WHAT TO DO
Counting only lines that contain the word "StepResult", state the total for the listing below and nothing else.

SUPPLIED DATA
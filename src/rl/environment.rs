use super::observation::create_observation;
use crate::game::{GameConfig, GameEngine, GameError, GameState, RelativeAction, StepResult};

/// Snake environment for reinforcement learning
///
/// Wraps the game engine and provides:
/// - 11-feature observations (see [`create_observation`])
/// - Discrete relative action space (straight, turn right, turn left)
/// - Standard RL interface (reset, step)
///
/// Stepping a terminated episode is an error; call [`reset`](Self::reset) first.
pub struct SnakeEnvironment {
    engine: GameEngine,
    state: GameState,
}

impl SnakeEnvironment {
    /// Create a new Snake environment with a running episode
    pub fn new(config: GameConfig) -> Result<Self, GameError> {
        let mut engine = GameEngine::new(config)?;
        let state = engine.reset()?;
        Ok(Self { engine, state })
    }

    /// Start a new episode and return its initial observation
    pub fn reset(&mut self) -> Result<Vec<f32>, GameError> {
        self.state = self.engine.reset()?;
        Ok(create_observation(&self.state))
    }

    /// Step the environment with a relative action
    ///
    /// Returns the next observation and the step result (reward, done, score).
    pub fn step(&mut self, action: RelativeAction) -> Result<(Vec<f32>, StepResult), GameError> {
        let result = self.engine.step(&mut self.state, action)?;
        Ok((create_observation(&self.state), result))
    }

    /// Step with a one-hot `[straight, right, left]` action vector
    pub fn step_one_hot(&mut self, one_hot: &[f32]) -> Result<(Vec<f32>, StepResult), GameError> {
        let action = RelativeAction::from_one_hot(one_hot)?;
        self.step(action)
    }

    /// Get current observation without stepping
    pub fn observation(&self) -> Vec<f32> {
        create_observation(&self.state)
    }

    /// Collision test for the current head
    pub fn is_collision(&self) -> bool {
        self.state.is_collision()
    }

    /// Get reference to current game state
    pub fn state(&self) -> &GameState {
        &self.state
    }

    pub fn config(&self) -> &GameConfig {
        self.engine.config()
    }
}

WRITTEN ANSWER
3